Andrew Sullivan thinks that Democracy in America, an Economist blog, makes a "very important point" in the post below. I think it's nonsense:
...its [sic] odd to see smart people talking as though the set of planks that make up each party's platform are bound together in some coherent way that flows from the two timeless essences of American political thought. It seems equally true to say simply that the mix of positions held by each party is the equilibrium response to the mix adopted by the other. As these debates over party identity show, this isn't necessarily the case in the short term, but the very identity to which purists want to hew is itself necessarily the product of the harsh evolutionary pressures of the electoral system.
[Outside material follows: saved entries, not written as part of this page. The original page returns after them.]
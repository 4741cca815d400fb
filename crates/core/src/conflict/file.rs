//! A conflicted file and its write back.

use std::path::{Path, PathBuf};

use tracing::{debug, info};

use super::model::{Conflict, ConflictId};
use super::parser;
use crate::errors::{ParseError, ScanError, WriteError};

/// A file containing one or more conflict blocks.
#[derive(Debug, Clone)]
pub struct ConflictFile {
    path: PathBuf,
    name: String,
    lines: Vec<String>,
    /// Whether each original line ended with `\r\n`.
    crlf: Vec<bool>,
    trailing_newline: bool,
    /// Conflicts in the order they appear in the file.
    pub conflicts: Vec<Conflict>,
}

impl ConflictFile {
    /// Parse `contents` as the file at `path`, the `index`-th in discovery order.
    pub fn parse(
        index: usize,
        path: impl Into<PathBuf>,
        name: impl Into<String>,
        contents: &str,
    ) -> Result<Self, ParseError> {
        let name = name.into();
        let (lines, crlf): (Vec<String>, Vec<bool>) = contents
            .split_inclusive('\n')
            .map(|raw| match raw.strip_suffix("\r\n") {
                Some(line) => (line.to_owned(), true),
                None => (raw.strip_suffix('\n').unwrap_or(raw).to_owned(), false),
            })
            .unzip();
        let conflicts = parser::parse_blocks(&lines)?
            .into_iter()
            .enumerate()
            .map(|(ordinal, block)| {
                Conflict::from_block(ConflictId { file: index, ordinal }, name.clone(), block)
            })
            .collect();

        Ok(Self {
            path: path.into(),
            name,
            lines,
            crlf,
            trailing_newline: contents.ends_with('\n'),
            conflicts,
        })
    }

    /// Read and parse a file from disk.
    ///
    /// Returns `Ok(None)` when the file is missing or is not UTF-8 text.
    pub fn read(index: usize, path: &Path, name: &str) -> Result<Option<Self>, ScanError> {
        let bytes = match std::fs::read(path) {
            Ok(b) => b,
            Err(e) if e.kind() == std::io::ErrorKind::NotFound => return Ok(None),
            Err(source) => {
                return Err(ScanError::Read {
                    path: path.to_path_buf(),
                    source,
                })
            }
        };
        let Ok(contents) = String::from_utf8(bytes) else {
            return Ok(None);
        };
        Self::parse(index, path, name, &contents)
            .map(Some)
            .map_err(|source| ScanError::Parse {
                path: path.to_path_buf(),
                source,
            })
    }

    pub fn path(&self) -> &Path {
        &self.path
    }

    /// Path relative to the repository root.
    pub fn name(&self) -> &str {
        &self.name
    }

    /// Original line `index`, if it exists.
    pub fn line(&self, index: usize) -> Option<&str> {
        self.lines.get(index).map(String::as_str)
    }

    pub fn line_count(&self) -> usize {
        self.lines.len()
    }

    /// The file contents with every conflict replaced by its resolution.
    ///
    /// Lines outside conflicts keep their own line ending. Resolved lines
    /// take the ending of the block's start marker line.
    pub fn render(&self) -> String {
        let mut text = String::new();
        let mut emit = |line: &str, crlf: bool| {
            text.push_str(line);
            text.push_str(if crlf { "\r\n" } else { "\n" });
        };

        let mut next = 0;
        for conflict in &self.conflicts {
            let (start, end) = conflict.span();
            for i in next..start {
                emit(&self.lines[i], self.crlf[i]);
            }
            for line in conflict.resolved_lines() {
                emit(&line, self.crlf[start]);
            }
            next = end + 1;
        }
        for i in next..self.lines.len() {
            emit(&self.lines[i], self.crlf[i]);
        }

        if !self.trailing_newline {
            if text.ends_with("\r\n") {
                text.truncate(text.len() - 2);
            } else if text.ends_with('\n') {
                text.pop();
            }
        }
        text
    }

    /// Persist the resolved contents.
    pub fn write_changes(&self) -> Result<(), WriteError> {
        let resolved = self.conflicts.iter().filter(|c| c.is_resolved()).count();
        info!(
            path = %self.path.display(),
            resolved,
            total = self.conflicts.len(),
            "writing resolved file"
        );
        std::fs::write(&self.path, self.render()).map_err(|source| WriteError {
            path: self.path.clone(),
            source,
        })?;
        debug!(path = %self.path.display(), "file written");
        Ok(())
    }
}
"Republicanism" just means "the combination of views that were historically capable of securing a majority often enough to establish one of the two governing coalitions". Juggle the initial conditions—the demographic facts or the issues that are salient—and you almost certainly get a different coalition mix. I understand why one segment of the coalition would be eager to see their own views determine the direction of the party as a whole, but it seems silly to express this in terms of the language of authenticity.
I would submit that since its inception and with a few aberrations the Republican Party, like its Whig predecessor, has stood mainly for protecting the interests of the powerful -- minimizing taxation and regulation, maximizing the police and military power of the state, supporting religious authorities and the "traditional values" they uphold (though in one key contradiction, supporting business interests entails removing restrictions on advertising and entertainment that undermine traditional values).
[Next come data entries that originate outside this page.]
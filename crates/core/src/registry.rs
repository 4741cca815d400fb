//! Ordered conflict handles plus the active-conflict cursor.

use crate::conflict::{Conflict, ConflictFile, ConflictId};

/// All conflicts of the session in discovery order.
///
/// The registry owns the files; handles address conflicts inside them.
/// While a session is active the cursor is always a valid index.
#[derive(Debug, Default)]
pub struct ConflictRegistry {
    files: Vec<ConflictFile>,
    handles: Vec<ConflictId>,
    cursor: usize,
}

impl ConflictRegistry {
    pub fn new(files: Vec<ConflictFile>) -> Self {
        let handles = files
            .iter()
            .enumerate()
            .flat_map(|(file, f)| {
                (0..f.conflicts.len()).map(move |ordinal| ConflictId { file, ordinal })
            })
            .collect();
        Self {
            files,
            handles,
            cursor: 0,
        }
    }

    pub fn size(&self) -> usize {
        self.handles.len()
    }

    pub fn is_empty(&self) -> bool {
        self.handles.is_empty()
    }

    /// # Panics
    ///
    /// Panics if `index >= self.size()`.
    pub fn at(&self, index: usize) -> &Conflict {
        let id = self.handles[index];
        &self.files[id.file].conflicts[id.ordinal]
    }

    /// # Panics
    ///
    /// Panics if `index >= self.size()`.
    pub fn at_mut(&mut self, index: usize) -> &mut Conflict {
        let id = self.handles[index];
        &mut self.files[id.file].conflicts[id.ordinal]
    }

    /// The conflict under the cursor.
    pub fn active(&self) -> &Conflict {
        self.at(self.cursor)
    }

    pub fn active_mut(&mut self) -> &mut Conflict {
        self.at_mut(self.cursor)
    }

    pub fn cursor(&self) -> usize {
        self.cursor
    }

    /// The file owning the conflict at `index`.
    pub fn file_of(&self, index: usize) -> &ConflictFile {
        &self.files[self.handles[index].file]
    }

    pub fn files(&self) -> &[ConflictFile] {
        &self.files
    }

    pub fn iter(&self) -> impl Iterator<Item = &Conflict> {
        self.handles
            .iter()
            .map(|id| &self.files[id.file].conflicts[id.ordinal])
    }

    /// Index of the first unresolved conflict after `from`, wrapping around
    /// and ending with `from` itself.
    pub fn next_unresolved(&self, from: usize) -> Option<usize> {
        let n = self.size();
        (1..=n)
            .map(|step| (from + step) % n)
            .find(|&i| !self.at(i).is_resolved())
    }

    pub fn all_resolved(&self) -> bool {
        self.iter().all(Conflict::is_resolved)
    }

    /// Move the cursor. Only the presenter's selection calls this.
    pub(crate) fn set_cursor(&mut self, index: usize) {
        assert!(index < self.size(), "cursor {index} out of range");
        self.cursor = index;
    }
}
Promoting business interests have sometimes led the Republicans (and Whigs) to support policies that today would seem more suited to the Democrats: Federal investment in infrastructure, protective tariffs -- and for a season, isolationism. But that's because business interests (real or perceived) changed, not because Republican interests did.

Viewed positively, the Republican party has sometimes stood against excesses in social engineering , taxation and government bureaucracy effected by the Democrats, and at times quite effectively protected and advanced American interests abroad. Or one might say, as Bill Gates has, that Republicans are about supporting efforts to generate wealth, and Democrats about finding ways to share it equitably.
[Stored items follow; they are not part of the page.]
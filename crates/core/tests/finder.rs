//! Conflict discovery against a real merge conflict built with git2.

use std::path::Path;

use git2::build::CheckoutBuilder;
use git2::{Oid, Repository, Signature};
use tempfile::TempDir;

use fac_core::conflict::finder;

// ===========================================================================
// Helpers
// ===========================================================================

fn commit_workdir_file(repo: &Repository, name: &str, contents: &str, parents: &[Oid]) -> Oid {
    let workdir = repo.workdir().unwrap();
    std::fs::write(workdir.join(name), contents).unwrap();

    let mut index = repo.index().unwrap();
    index.add_path(Path::new(name)).unwrap();
    index.write().unwrap();
    let tree = repo.find_tree(index.write_tree().unwrap()).unwrap();

    let sig = Signature::now("fac", "fac@example.com").unwrap();
    let parents: Vec<_> = parents.iter().map(|p| repo.find_commit(*p).unwrap()).collect();
    let parent_refs: Vec<_> = parents.iter().collect();
    repo.commit(Some("HEAD"), &sig, &sig, "commit", &tree, &parent_refs)
        .unwrap()
}

/// Commit `contents` for `name` on a side branch without touching the
/// working tree.
fn commit_on_branch(repo: &Repository, branch: &str, name: &str, contents: &str, parent: Oid) -> Oid {
    let parent = repo.find_commit(parent).unwrap();
    let blob = repo.blob(contents.as_bytes()).unwrap();
    let mut builder = repo.treebuilder(Some(&parent.tree().unwrap())).unwrap();
    builder.insert(name, blob, 0o100644).unwrap();
    let tree = repo.find_tree(builder.write().unwrap()).unwrap();

    let sig = Signature::now("fac", "fac@example.com").unwrap();
    repo.commit(
        Some(&format!("refs/heads/{branch}")),
        &sig,
        &sig,
        "feature change",
        &tree,
        &[&parent],
    )
    .unwrap()
}

fn conflicted_repo() -> TempDir {
    let dir = TempDir::new().unwrap();
    let repo = Repository::init(dir.path()).unwrap();

    let base = commit_workdir_file(&repo, "f.txt", "base\n", &[]);
    let feature = commit_on_branch(&repo, "feature", "f.txt", "theirs\n", base);
    commit_workdir_file(&repo, "f.txt", "ours\n", &[base]);

    let annotated = repo.find_annotated_commit(feature).unwrap();
    let mut checkout = CheckoutBuilder::new();
    checkout.force().allow_conflicts(true).conflict_style_merge(true);
    repo.merge(&[&annotated], None, Some(&mut checkout)).unwrap();

    dir
}

// ===========================================================================
// Tests
// ===========================================================================

#[test]
fn test_finds_merge_conflict() {
    let dir = conflicted_repo();

    let files = finder::find(dir.path()).unwrap();
    assert_eq!(files.len(), 1);

    let file = &files[0];
    assert_eq!(file.name(), "f.txt");
    assert_eq!(file.conflicts.len(), 1);
    assert_eq!(file.conflicts[0].local(), ["ours"]);
    assert_eq!(file.conflicts[0].incoming(), ["theirs"]);
}

#[test]
fn test_discovers_from_subdirectory() {
    let dir = conflicted_repo();
    let sub = dir.path().join("nested");
    std::fs::create_dir(&sub).unwrap();

    let files = finder::find(&sub).unwrap();
    assert_eq!(files.len(), 1);
    assert!(files[0].path().ends_with("f.txt"));
}

#[test]
fn test_hand_resolved_file_is_skipped() {
    let dir = conflicted_repo();
    std::fs::write(dir.path().join("f.txt"), "settled\n").unwrap();

    assert!(finder::find(dir.path()).unwrap().is_empty());
}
While Democrats, since Andrew Jackson's time, have purported to represent the interests of the less powerful, the great exception is slavery and segregation. At the time the Republican Party was formed, Democrats were more sympathetic to and inclined to treat with the South, and after the War they cemented an unholy alliance with Southern segregationists. I won't pretend to know more about this than I do, but my recollection is that at the time of the Civil War, poor northern whites and their political representatives did not regard the plight of African American slaves as their problem. The Republicans, on the other hand, represented the elite in an economic system that rendered slavery impractical, and viewed slavery (quite rightly) as a hindrance to economic development. And in the case of Lincoln and others, there's a real connection between viewing human beings as free economic agents and viewing them as free, period.

Andrew Sullivan approves of the DiA sentiment, I think, because he does not like to acknowledge that "conservatism" in America -- and probably just about everywhere, in practical terms -- exists chiefly to "save" existing power structures. In a society in which the ruling classes are not purely self-interested, that's not always a bad thing. Some institutions are worth preserving. Burke tapped into a durable truth by warning of the vast unintended consequences of violent or sudden overthrows of existing order. Sometimes, too, conservatism stumbles into conserving freedoms, to the extent that they're part of the existing order or support the existing order. But the notion that conservatism is essentially about protecting liberty by limiting the size and power of government is an ideological smokescreen, at least as far as exercise of power in the real world is concerned. Conservatives want to limit the power of government to redistribute wealth and regulate those who control wealth. When in power, they rarely if ever support limiting government's power to restrict civil liberties or otherwise exercise control over individuals, other than when they're making money.